Lionel Williamson

Personal information
- Born: 8 April 1944 (age 82) Innisfail, Queensland, Australia

Playing information
- Position: Wing
Club
| Years | Team | Pld | T | G | FG | P |
| 1964–65 | Halifax | 10 | 5 | 0 | 0 | 15 |
| 1965–67 | Bradford Northern | 48 | 25 | 0 | 0 | 75 |
| 1969–74 | Newtown | 112 | 41 | 0 | 0 | 123 |
|  | Total | 170 | 71 | 0 | 0 | 213 |
Representative
| Years | Team | Pld | T | G | FG | P |
| 1964–68 | Queensland | 10 | 0 | 0 | 0 | 0 |
| 1968 | North Queensland |  |  |  |  |  |
| 1968–74 | Australia | 11 | 6 | 0 | 0 | 18 |
| 1970–74 | New South Wales | 3 | 1 | 0 | 0 | 3 |
| 1971 | City NSW | 1 | 0 | 0 | 0 | 0 |
- Source:
- Relatives: Luke Williamson (nephew) Lindsay Collins (grandson)

= Lionel Williamson =

Australia international rugby league footballer

Lionel Williamson (born 8 April 1944) is an Australian former rugby league footballer who played in the 1960s and 1970s. A talented , he played in the New South Wales Rugby Football League premiership with the Newtown club and also represented Queensland and Australia.

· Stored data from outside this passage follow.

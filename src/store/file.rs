use super::{Row, Store, grid_to_rows, header_row};
use crate::errors::StoreError;
use crate::models::{DATA_COLUMNS, DATA_TABLE};
use async_trait::async_trait;
use serde::{Deserialize, Serialize};
use serde_json::Value;
use std::collections::BTreeMap;
use std::path::{Path, PathBuf};
use tokio::fs;
use tokio::sync::Mutex;
use tracing::{debug, info};

#[derive(Debug, Default, Serialize, Deserialize)]
struct StoreFile {
    tables: BTreeMap<String, Vec<Vec<Value>>>,
}

/// Tables kept in a single JSON file.
///
/// Every operation reads the file and writes it back, nothing is cached between calls.
pub struct FileStore {
    path: PathBuf,
    io: Mutex<()>,
}

impl FileStore {
    /// Opens the store at `path`, creating it with an empty "Data" table if absent.
    pub async fn open(path: impl Into<PathBuf>) -> Result<Self, StoreError> {
        let path = path.into();
        if let Some(parent) = path.parent().filter(|parent| !parent.as_os_str().is_empty()) {
            fs::create_dir_all(parent)
                .await
                .map_err(|err| StoreError::connection(format!("{}: {err}", parent.display())))?;
        }

        let exists = fs::try_exists(&path)
            .await
            .map_err(|err| StoreError::connection(format!("{}: {err}", path.display())))?;
        if exists {
            load(&path).await?;
        } else {
            let mut data = StoreFile::default();
            data.tables
                .insert(DATA_TABLE.to_string(), vec![header_row(&DATA_COLUMNS)]);
            persist(&path, &data).await?;
            info!("created store file at {}", path.display());
        }

        Ok(Self {
            path,
            io: Mutex::new(()),
        })
    }

    pub fn path(&self) -> &Path {
        &self.path
    }

    async fn modify<F>(&self, table: &str, apply: F) -> Result<(), StoreError>
    where
        F: FnOnce(&mut Vec<Vec<Value>>) + Send,
    {
        let _guard = self.io.lock().await;
        let mut data = load(&self.path).await?;
        let grid = data
            .tables
            .get_mut(table)
            .ok_or_else(|| StoreError::TableNotFound(table.to_string()))?;
        apply(grid);
        persist(&self.path, &data).await
    }
}

async fn load(path: &Path) -> Result<StoreFile, StoreError> {
    let bytes = fs::read(path)
        .await
        .map_err(|err| StoreError::connection(format!("failed to read {}: {err}", path.display())))?;
    serde_json::from_slice(&bytes)
        .map_err(|err| StoreError::connection(format!("failed to parse {}: {err}", path.display())))
}

async fn persist(path: &Path, data: &StoreFile) -> Result<(), StoreError> {
    let payload = serde_json::to_vec_pretty(data)
        .map_err(|err| StoreError::connection(err.to_string()))?;
    fs::write(path, payload)
        .await
        .map_err(|err| StoreError::connection(format!("failed to write {}: {err}", path.display())))
}

#[async_trait]
impl Store for FileStore {
    fn backend_tag(&self) -> &'static str {
        "file"
    }

    async fn get_table(&self, table: &str) -> Result<Vec<Row>, StoreError> {
        debug!(table, "reading table from {}", self.path.display());
        let _guard = self.io.lock().await;
        let data = load(&self.path).await?;
        let grid = data
            .tables
            .get(table)
            .ok_or_else(|| StoreError::TableNotFound(table.to_string()))?;
        Ok(grid_to_rows(grid))
    }

    async fn append_row(&self, table: &str, values: Vec<Value>) -> Result<(), StoreError> {
        debug!(table, "appending row");
        self.modify(table, move |grid| grid.push(values)).await
    }

    async fn ensure_table(&self, table: &str) -> Result<(), StoreError> {
        let _guard = self.io.lock().await;
        let mut data = load(&self.path).await?;
        if data.tables.contains_key(table) {
            return Ok(());
        }
        data.tables.insert(table.to_string(), Vec::new());
        info!(table, "created table");
        persist(&self.path, &data).await
    }

    async fn clear_table(&self, table: &str) -> Result<(), StoreError> {
        self.modify(table, |grid| grid.clear()).await
    }

    async fn replace_all(&self, table: &str, rows: Vec<Vec<Value>>) -> Result<(), StoreError> {
        debug!(table, rows = rows.len(), "replacing table");
        self.modify(table, move |grid| *grid = rows).await
    }
}

#[cfg(test)]
mod tests {
    use super::*;
    use serde_json::json;

    #[tokio::test]
    async fn open_creates_data_table_and_survives_reopen() {
        let dir = tempfile::tempdir().unwrap();
        let path = dir.path().join("nested").join("store.json");

        let store = FileStore::open(&path).await.unwrap();
        assert!(store.get_table("Data").await.unwrap().is_empty());
        store
            .append_row("Data", vec![json!("2025-05-01"), json!(70.0), json!(90), json!(80), json!(95)])
            .await
            .unwrap();

        let reopened = FileStore::open(&path).await.unwrap();
        let rows = reopened.get_table("Data").await.unwrap();
        assert_eq!(rows.len(), 1);
        assert_eq!(rows[0]["Tummy"], json!(80));
    }

    #[tokio::test]
    async fn goals_table_is_created_on_demand() {
        let dir = tempfile::tempdir().unwrap();
        let store = FileStore::open(dir.path().join("store.json")).await.unwrap();

        assert!(matches!(
            store.get_table("Goals").await,
            Err(StoreError::TableNotFound(_))
        ));

        store.ensure_table("Goals").await.unwrap();
        store
            .replace_all(
                "Goals",
                vec![
                    vec![json!("Month"), json!("Weight")],
                    vec![json!("May"), json!(60)],
                ],
            )
            .await
            .unwrap();

        let rows = store.get_table("Goals").await.unwrap();
        assert_eq!(rows.len(), 1);
        assert_eq!(rows[0]["Month"], json!("May"));
    }

    #[tokio::test]
    async fn corrupt_file_is_a_connection_error() {
        let dir = tempfile::tempdir().unwrap();
        let path = dir.path().join("store.json");
        std::fs::write(&path, b"not json").unwrap();

        assert!(matches!(
            FileStore::open(&path).await,
            Err(StoreError::Connection(_))
        ));
    }

    #[tokio::test]
    async fn unreadable_path_is_a_connection_error() {
        let dir = tempfile::tempdir().unwrap();
        let blocker = dir.path().join("blocker");
        std::fs::write(&blocker, b"keep me").unwrap();

        assert!(matches!(
            FileStore::open(blocker.join("store.json")).await,
            Err(StoreError::Connection(_))
        ));
        assert!(matches!(
            FileStore::open(dir.path().join("x".repeat(300))).await,
            Err(StoreError::Connection(_))
        ));
        assert_eq!(std::fs::read(&blocker).unwrap(), b"keep me");
    }
}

Born in Innisfail, Queensland, Williamson played in the Queensland side from 1964 to 1967. He also played a season in England with Halifax in 1964–65, and two seasons with Bradford Northern, helping them win the 1965 Yorkshire Cup.

Gaining selection in Australia's 1968 World Cup squad, he scored two tries in the Final against France. He moved to Sydney to play with Newtown from 1969 and played 6 continuous seasons with the club. During this time he also played for Innisfail in North Queensland.

He played in the 1970 World Cup, again scoring in the final to help Australia to victory. Williamson continued representing Australia until 1974 which was also his final year playing for Newtown.

In 2008, the centenary year of rugby league in Australia, Williamson was named in the Newtown Jets 18-man team of the century.

Williamson is the brother of former Queensland and Newtown winger Henry Williamson, the grandfather of Sydney Roosters prop Lindsay Collins and the uncle of former Adelaide Rams, Canberra Raiders, Northern Eagles and Manly-Warringah Sea Eagles goal kicking utility player Luke Williamson.